How To Move A Family of Five Across The Globe - Part 2

If you're interested in reading about stunning vistas and fantastic experiences, skip this post; this is meant for people planning a trip similar to ours. 

Once the job was confirmed, the next step was to begin the application process for my medical license.

One of the things I liked about working with Wavelength was that in a very streamlined process, once they had matched me to a hospital, the "recruitment" team handed things over to Elinor who handled the immigration stream. I liked that she would often call on a Sunday night just to chat and make sure that things were still going well on my end.

The process was not so different from Canada. Lots of forms to fill out, reference letters to arrange and diplomas to photocopy. The trickiest part was getting an English translation of my medical diploma from McGill that is in Latin. As it turns out, the McGill department of student services provides notarized translations for free! Bonus!

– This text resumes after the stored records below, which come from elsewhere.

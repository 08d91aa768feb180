//! Property-Based Tests for Cache Module
//!
//! Uses proptest to check the size, membership and recency properties of
//! `MemoryCache` over arbitrary operation sequences.

use proptest::prelude::*;
use std::collections::HashSet;
use std::sync::Arc;
use std::time::Duration;

use crate::cache::MemoryCache;

// == Test Configuration ==
const TEST_MAX_SIZE: usize = 100;
const TEST_TTL: Duration = Duration::from_secs(300);
const TEST_CLEANUP: Duration = Duration::from_secs(60);

fn new_cache(max_size: usize) -> MemoryCache<String> {
    MemoryCache::new("prop", max_size, TEST_TTL, TEST_CLEANUP)
}

// == Strategies ==
fn key_strategy() -> impl Strategy<Value = String> {
    "[a-z0-9:]{1,24}"
}

fn value_strategy() -> impl Strategy<Value = String> {
    "[a-zA-Z0-9 ]{0,64}"
}

#[derive(Debug, Clone)]
enum CacheOp {
    Set { key: String, value: String },
    SetExpired { key: String, value: String },
    Get { key: String },
    Remove { key: String },
    Cleanup,
}

fn cache_op_strategy() -> impl Strategy<Value = CacheOp> {
    prop_oneof![
        4 => (key_strategy(), value_strategy())
            .prop_map(|(key, value)| CacheOp::Set { key, value }),
        1 => (key_strategy(), value_strategy())
            .prop_map(|(key, value)| CacheOp::SetExpired { key, value }),
        3 => key_strategy().prop_map(|key| CacheOp::Get { key }),
        1 => key_strategy().prop_map(|key| CacheOp::Remove { key }),
        1 => Just(CacheOp::Cleanup),
    ]
}

fn apply(cache: &MemoryCache<String>, op: CacheOp) {
    match op {
        CacheOp::Set { key, value } => cache.set(key, value),
        CacheOp::SetExpired { key, value } => cache.set_with_ttl(key, value, Duration::ZERO),
        CacheOp::Get { key } => {
            cache.get(&key);
        }
        CacheOp::Remove { key } => {
            cache.remove(&key);
        }
        CacheOp::Cleanup => {
            cache.cleanup_expired_items();
        }
    }
}

proptest! {
    #![proptest_config(ProptestConfig::with_cases(100))]

    // Size never exceeds the cap after any completed operation, and the
    // recency order always holds exactly the stored keys.
    #[test]
    fn prop_size_and_membership_invariants(
        max_size in 1usize..12,
        ops in prop::collection::vec(cache_op_strategy(), 1..120)
    ) {
        let cache = new_cache(max_size);

        for op in ops {
            apply(&cache, op);

            let keys = cache.keys();
            let unique: HashSet<&String> = keys.iter().collect();
            prop_assert!(cache.count() <= max_size);
            prop_assert_eq!(keys.len(), cache.count());
            prop_assert_eq!(unique.len(), keys.len(), "duplicate keys in access order");
        }
    }

    // The most recent set wins.
    #[test]
    fn prop_last_set_wins(
        key in key_strategy(),
        values in prop::collection::vec(value_strategy(), 1..10)
    ) {
        let cache = new_cache(TEST_MAX_SIZE);

        for value in &values {
            cache.set(key.clone(), value.clone());
        }

        prop_assert_eq!(cache.get(&key), values.last().cloned());
        prop_assert_eq!(cache.count(), 1);
    }

    // remove is idempotent and a later get misses.
    #[test]
    fn prop_remove_then_get_misses(key in key_strategy(), value in value_strategy()) {
        let cache = new_cache(TEST_MAX_SIZE);
        cache.set(key.clone(), value.clone());

        prop_assert_eq!(cache.remove(&key), Some(value));
        prop_assert_eq!(cache.get(&key), None);
        prop_assert_eq!(cache.remove(&key), None);
    }

    // Inserting one key past capacity evicts exactly the least recently used key.
    #[test]
    fn prop_overflow_evicts_least_recently_used(
        keys in prop::collection::hash_set(key_strategy(), 2..10),
        touched in any::<prop::sample::Index>(),
        new_key in key_strategy()
    ) {
        let keys: Vec<String> = keys.into_iter().collect();
        prop_assume!(!keys.contains(&new_key));

        let cache = new_cache(keys.len());
        for key in &keys {
            cache.set(key.clone(), format!("value_{}", key));
        }

        // Touch one key; the oldest of the rest becomes the victim.
        let touched_key = touched.get(&keys).clone();
        cache.get(&touched_key);
        let victim = keys
            .iter()
            .find(|k| **k != touched_key)
            .cloned()
            .unwrap();

        cache.set(new_key.clone(), "new".to_string());

        prop_assert_eq!(cache.count(), keys.len());
        prop_assert!(!cache.keys().contains(&victim), "expected {} evicted", victim);
        prop_assert!(cache.contains(&touched_key));
        prop_assert!(cache.contains(&new_key));
        for key in keys.iter().filter(|k| **k != victim) {
            prop_assert!(cache.contains(key), "{} should survive", key);
        }
    }

    // Expired entries never come back from get and are gone right after it.
    #[test]
    fn prop_expired_entries_are_never_served(
        live in prop::collection::hash_set(key_strategy(), 0..10),
        expired in prop::collection::hash_set(key_strategy(), 0..10)
    ) {
        let cache = new_cache(TEST_MAX_SIZE);
        let expired: Vec<String> = expired.difference(&live).cloned().collect();

        for key in &live {
            cache.set(key.clone(), "live".to_string());
        }
        for key in &expired {
            cache.set_with_ttl(key.clone(), "stale".to_string(), Duration::ZERO);
        }

        for key in &expired {
            prop_assert_eq!(cache.get(key), None);
            prop_assert!(!cache.keys().contains(key));
        }
        for key in &live {
            prop_assert_eq!(cache.get(key), Some("live".to_string()));
        }
        prop_assert_eq!(cache.cleanup_expired_items(), 0);
        prop_assert_eq!(cache.count(), live.len());
    }

    // Concurrent writers and readers leave the cache within its cap and consistent.
    #[test]
    fn prop_concurrent_operation_correctness(
        ops in prop::collection::vec(cache_op_strategy(), 10..80)
    ) {
        let cache = Arc::new(new_cache(8));

        tokio_test::block_on(async {
            let handles: Vec<_> = ops
                .into_iter()
                .map(|op| {
                    let cache = Arc::clone(&cache);
                    tokio::task::spawn_blocking(move || apply(&cache, op))
                })
                .collect();

            for handle in handles {
                handle.await.expect("task should not panic");
            }
        });

        let keys = cache.keys();
        let unique: HashSet<&String> = keys.iter().collect();
        prop_assert!(cache.count() <= 8);
        prop_assert_eq!(keys.len(), cache.count());
        prop_assert_eq!(unique.len(), keys.len());
    }
}
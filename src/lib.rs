//! Cragcache - read-through caching for the climbing gym directory
//!
//! TTL-expiring, size-bounded in-memory caches per entity kind, and cache
//! decorators that layer them transparently over the gym, event and user
//! repositories.

pub mod api;
pub mod cache;
pub mod config;
pub mod error;
pub mod models;
pub mod repository;
pub mod tasks;

pub use api::AppState;
pub use cache::{CacheRegistry, MemoryCache};
pub use config::Config;
pub use error::RepositoryError;
pub use tasks::spawn_cleanup_task;
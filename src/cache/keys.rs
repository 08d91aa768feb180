//! Cache Key Builders
//!
//! Colon-delimited keys namespaced by entity kind, then query shape, then
//! parameters. The same logical query always produces the same key.

// == Cache Key ==
/// Namespace for cache key constructors.
pub struct CacheKey;

impl CacheKey {
    pub fn gym(id: &str) -> String {
        format!("gym:{}", id)
    }

    pub fn all_gyms() -> String {
        "gyms:all".to_string()
    }

    /// Search key; the query is trimmed and lower-cased so case variants share an entry.
    pub fn gym_search(query: &str) -> String {
        format!("gyms:search:{}", normalize_query(query))
    }

    pub fn favorite_gyms(user_id: &str) -> String {
        format!("gyms:favorites:{}", user_id)
    }

    pub fn event(id: &str) -> String {
        format!("event:{}", id)
    }

    pub fn gym_events(gym_id: &str) -> String {
        format!("events:gym:{}", gym_id)
    }

    pub fn favorite_events(user_id: &str) -> String {
        format!("events:favorites:{}", user_id)
    }

    pub fn user(id: &str) -> String {
        format!("user:{}", id)
    }

    /// Session slot for the signed-in user; its own namespace so no user id can collide with it.
    pub fn current_user() -> String {
        "session:user".to_string()
    }
}

/// Normalizes a free-text query component.
pub fn normalize_query(query: &str) -> String {
    query.trim().to_lowercase()
}

// == Unit Tests ==
#[cfg(test)]
mod tests {
    use super::*;

    #[test]
    fn test_entity_keys() {
        assert_eq!(CacheKey::gym("g1"), "gym:g1");
        assert_eq!(CacheKey::event("e1"), "event:e1");
        assert_eq!(CacheKey::user("u1"), "user:u1");
        assert_eq!(CacheKey::current_user(), "session:user");
    }

    #[test]
    fn test_list_keys() {
        assert_eq!(CacheKey::all_gyms(), "gyms:all");
        assert_eq!(CacheKey::favorite_gyms("u1"), "gyms:favorites:u1");
        assert_eq!(CacheKey::gym_events("g1"), "events:gym:g1");
        assert_eq!(CacheKey::favorite_events("u1"), "events:favorites:u1");
    }

    #[test]
    fn test_search_key_is_case_insensitive() {
        assert_eq!(CacheKey::gym_search("Boulder"), "gyms:search:boulder");
        assert_eq!(
            CacheKey::gym_search("  BOULDER "),
            CacheKey::gym_search("boulder")
        );
    }

    #[test]
    fn test_kinds_do_not_collide() {
        let id = "current";
        assert_ne!(CacheKey::gym(id), CacheKey::user(id));
        assert_ne!(CacheKey::gym(id), CacheKey::event(id));
        assert_ne!(CacheKey::favorite_gyms(id), CacheKey::favorite_events(id));
    }

    #[test]
    fn test_session_slot_does_not_collide_with_user_ids() {
        for id in ["current", "user", "session:user", ""] {
            assert_ne!(CacheKey::user(id), CacheKey::current_user());
        }
    }
}
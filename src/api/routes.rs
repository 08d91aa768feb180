//! API Routes
//!
//! Configures the Axum router with all endpoints.

use axum::{
    routing::{get, post, put},
    Router,
};
use tower_http::{
    cors::{Any, CorsLayer},
    trace::TraceLayer,
};

use super::handlers::{
    cleanup_caches_handler, clear_caches_handler, create_gym_handler, delete_gym_handler,
    get_event_handler, get_gym_handler, get_user_handler, gym_events_handler, health_handler,
    list_gyms_handler, stats_handler, update_gym_handler, update_verification_handler, AppState,
};

/// Creates the main router with all endpoints configured.
///
/// # Endpoints
/// - `GET /health` - Health check
/// - `GET /stats` - Per-cache statistics
/// - `POST /cache/clear` - Empty every cache
/// - `POST /cache/cleanup` - Sweep expired entries now
/// - `GET /gyms[?q=]`, `POST /gyms` - List/search, create
/// - `GET|PUT|DELETE /gyms/:id` - Read, update, delete one gym
/// - `PUT /gyms/:id/verification` - Change verification status
/// - `GET /gyms/:id/events` - Events hosted by a gym
/// - `GET /events/:id`, `GET /users/:id` - Single reads
pub fn create_router(state: AppState) -> Router {
    let cors = CorsLayer::new()
        .allow_origin(Any)
        .allow_methods(Any)
        .allow_headers(Any);

    Router::new()
        .route("/health", get(health_handler))
        .route("/stats", get(stats_handler))
        .route("/cache/clear", post(clear_caches_handler))
        .route("/cache/cleanup", post(cleanup_caches_handler))
        .route("/gyms", get(list_gyms_handler).post(create_gym_handler))
        .route(
            "/gyms/:id",
            get(get_gym_handler)
                .put(update_gym_handler)
                .delete(delete_gym_handler),
        )
        .route("/gyms/:id/verification", put(update_verification_handler))
        .route("/gyms/:id/events", get(gym_events_handler))
        .route("/events/:id", get(get_event_handler))
        .route("/users/:id", get(get_user_handler))
        .layer(cors)
        .layer(TraceLayer::new_for_http())
        .with_state(state)
}
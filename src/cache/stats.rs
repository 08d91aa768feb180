//! Cache Statistics Module
//!
//! Tracks per-cache hit, miss, eviction and expiration counters.

use serde::Serialize;

// == Cache Stats ==
/// Counters for a single `MemoryCache`.
#[derive(Debug, Clone, Default, PartialEq, Serialize)]
pub struct CacheStats {
    /// Lookups that returned a live value
    pub hits: u64,
    /// Lookups for unknown or expired keys
    pub misses: u64,
    /// Entries dropped to stay within `max_size`
    pub evictions: u64,
    /// Entries dropped because their TTL elapsed (lazy or swept)
    pub expirations: u64,
    /// Current number of entries
    pub total_entries: usize,
}

impl CacheStats {
    pub fn new() -> Self {
        Self::default()
    }

    // == Hit Rate ==
    /// hits / (hits + misses), or 0.0 before any lookup.
    pub fn hit_rate(&self) -> f64 {
        let total = self.hits + self.misses;
        if total == 0 {
            0.0
        } else {
            self.hits as f64 / total as f64
        }
    }

    pub fn record_hit(&mut self) {
        self.hits += 1;
    }

    pub fn record_miss(&mut self) {
        self.misses += 1;
    }

    pub fn record_eviction(&mut self) {
        self.evictions += 1;
    }

    pub fn record_expirations(&mut self, count: usize) {
        self.expirations += count as u64;
    }

    pub fn set_total_entries(&mut self, count: usize) {
        self.total_entries = count;
    }
}
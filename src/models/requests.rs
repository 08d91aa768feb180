//! Request DTOs for the HTTP API

use serde::Deserialize;

use crate::models::VerificationStatus;

/// Query string for `GET /gyms`.
#[derive(Debug, Clone, Default, Deserialize)]
pub struct GymQuery {
    /// Free-text search; all gyms when absent or blank
    #[serde(default)]
    pub q: Option<String>,
}

impl GymQuery {
    /// The search text, if it holds anything besides whitespace.
    pub fn search_text(&self) -> Option<&str> {
        self.q.as_deref().filter(|q| !q.trim().is_empty())
    }
}

/// Body for `PUT /gyms/:id/verification`.
#[derive(Debug, Clone, Deserialize)]
pub struct VerificationRequest {
    pub status: VerificationStatus,
}
/// Fixed-point scalar for ray numbers (27 decimals)
pub const RAY: i128 = 1_000_000_000_000_000_000_000_000_000;
pub const HALF_RAY: i128 = RAY / 2;

/// Percentages are expressed in 2 decimals of precision, where 10000 is 100.00%
pub const PERCENTAGE_FACTOR: i128 = 1_0000;
pub const HALF_PERCENT: i128 = PERCENTAGE_FACTOR / 2;
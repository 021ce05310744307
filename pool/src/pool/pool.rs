use soroban_sdk::{map, panic_with_error, vec, Address, Env, Map, Vec};

use sep_40_oracle::{Asset, PriceFeedClient};

use crate::{
    constants::MAX_PRICE_AGE,
    dependencies::{DTokenClient, STokenClient},
    errors::PoolError,
    math::ray_mul,
    storage::{self, PoolConfig},
};

use super::reserve::Reserve;

pub struct Pool {
    pub config: PoolConfig,
    pub reserves: Map<Address, Reserve>,
    reserves_to_store: Vec<Address>,
    price_decimals: Option<u32>,
    prices: Map<Address, i128>,
    supply_balances: Map<(Address, Address), i128>,
}

impl Pool {
    /// Load the Pool from the ledger
    pub fn load(e: &Env) -> Self {
        let pool_config = storage::get_pool_config(e);
        Pool {
            config: pool_config,
            reserves: map![e],
            reserves_to_store: vec![e],
            price_decimals: None,
            prices: map![e],
            supply_balances: map![e],
        }
    }

    /// Require that the pool is not paused, or panic.
    pub fn require_not_paused(&self, e: &Env) {
        if self.config.paused {
            panic_with_error!(e, PoolError::Paused);
        }
    }

    /// Load a Reserve from the ledger. Returns a cached version if it exists.
    ///
    /// The reserve is not accrued, call `update_state` before mutating it.
    ///
    /// ### Arguments
    /// * asset - The address of the underlying asset
    pub fn load_reserve(&self, e: &Env, asset: &Address) -> Reserve {
        if let Some(reserve) = self.reserves.get(asset.clone()) {
            return reserve;
        }
        Reserve::load(e, asset)
    }

    /// Cache the updated reserve in the pool.
    ///
    /// ### Arguments
    /// * reserve - The updated reserve
    /// * write - If the reserve needs to be written to the ledger
    pub fn cache_reserve(&mut self, reserve: Reserve, write: bool) {
        if !self.reserves_to_store.contains(&reserve.asset) && write {
            self.reserves_to_store.push_back(reserve.asset.clone());
        }
        self.reserves.set(reserve.asset.clone(), reserve);
    }

    /// Store the cached reserves to the ledger that need to be written.
    pub fn store_cached_reserves(&self, e: &Env) {
        for address in self.reserves_to_store.iter() {
            let reserve = self.reserves.get_unchecked(address);
            reserve.store(e);
        }
    }

    /// Load the decimals of the prices for the Pool's oracle. Returns a cached version if one
    /// already exists.
    pub fn load_price_decimals(&mut self, e: &Env) -> u32 {
        if let Some(decimals) = self.price_decimals {
            return decimals;
        }
        let oracle_client = PriceFeedClient::new(e, &self.config.oracle);
        let decimals = oracle_client.decimals();
        self.price_decimals = Some(decimals);
        decimals
    }

    /// Load a price from the Pool's oracle. Returns a cached version if one already exists.
    ///
    /// ### Arguments
    /// * asset - The address of the underlying asset
    ///
    /// ### Panics
    /// If the price is missing, not positive, or stale
    pub fn load_price(&mut self, e: &Env, asset: &Address) -> i128 {
        if let Some(price) = self.prices.get(asset.clone()) {
            return price;
        }
        let oracle_client = PriceFeedClient::new(e, &self.config.oracle);
        let oracle_asset = Asset::Stellar(asset.clone());
        let price_data = match oracle_client.lastprice(&oracle_asset) {
            Some(price_data) => price_data,
            None => panic_with_error!(e, PoolError::InvalidPrice),
        };
        if price_data.price <= 0 {
            panic_with_error!(e, PoolError::InvalidPrice);
        }
        if price_data.timestamp + MAX_PRICE_AGE < e.ledger().timestamp() {
            panic_with_error!(e, PoolError::StalePrice);
        }
        self.prices.set(asset.clone(), price_data.price);
        price_data.price
    }

    /// Use a known supply balance for a user instead of reading it from the supply token.
    ///
    /// A supply token finalizing a transfer cannot be called back, so it reports the balance.
    ///
    /// ### Arguments
    /// * asset - The address of the underlying asset
    /// * user - The address of the user
    /// * balance - The user's balance in the underlying
    pub fn set_supply_balance(&mut self, asset: &Address, user: &Address, balance: i128) {
        self.supply_balances
            .set((asset.clone(), user.clone()), balance);
    }

    /// Load the supply balance of a user in the underlying as of the current ledger timestamp
    ///
    /// ### Arguments
    /// * reserve - The reserve
    /// * user - The address of the user
    pub fn load_supply_balance(&self, e: &Env, reserve: &Reserve, user: &Address) -> i128 {
        if let Some(balance) = self
            .supply_balances
            .get((reserve.asset.clone(), user.clone()))
        {
            return balance;
        }
        let scaled = STokenClient::new(e, &reserve.s_token).scaled_balance_of(user);
        ray_mul(e, scaled, reserve.normalized_income(e))
    }

    /// Load the debt of a user in the underlying as of the current ledger timestamp
    ///
    /// ### Arguments
    /// * reserve - The reserve
    /// * user - The address of the user
    pub fn load_debt_balance(&self, e: &Env, reserve: &Reserve, user: &Address) -> i128 {
        let scaled = DTokenClient::new(e, &reserve.d_token).scaled_balance_of(user);
        ray_mul(e, scaled, reserve.normalized_debt(e))
    }
}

Once the application was complete and mailed off to Wellington, it took about 2 months to get the license which is probably comparable (or even a little faster) than the Royal College in Canada.

I had all our visa applications sitting in an envelope ready to be sent to the New Zealand High Commission in Ottawa. We applied for a work visa for me under the "work under special circumstances" or something like that, student visas for Harrison & Cassandra and a single visitor's visa application for my wife Trish and Mackenzie.

We had our passports back in about a month. There was some discussion about whether we'd have to pay for the kids' school, but with a work permit, primary school kids are granted "domestic student status". Our 4 year old, Mackenzie, who is attending pre-school here will keep my wife company in Palmerston North while I go to work and the two kids attend school.

With the immigration issues settled, it was time to find schools and a place to live.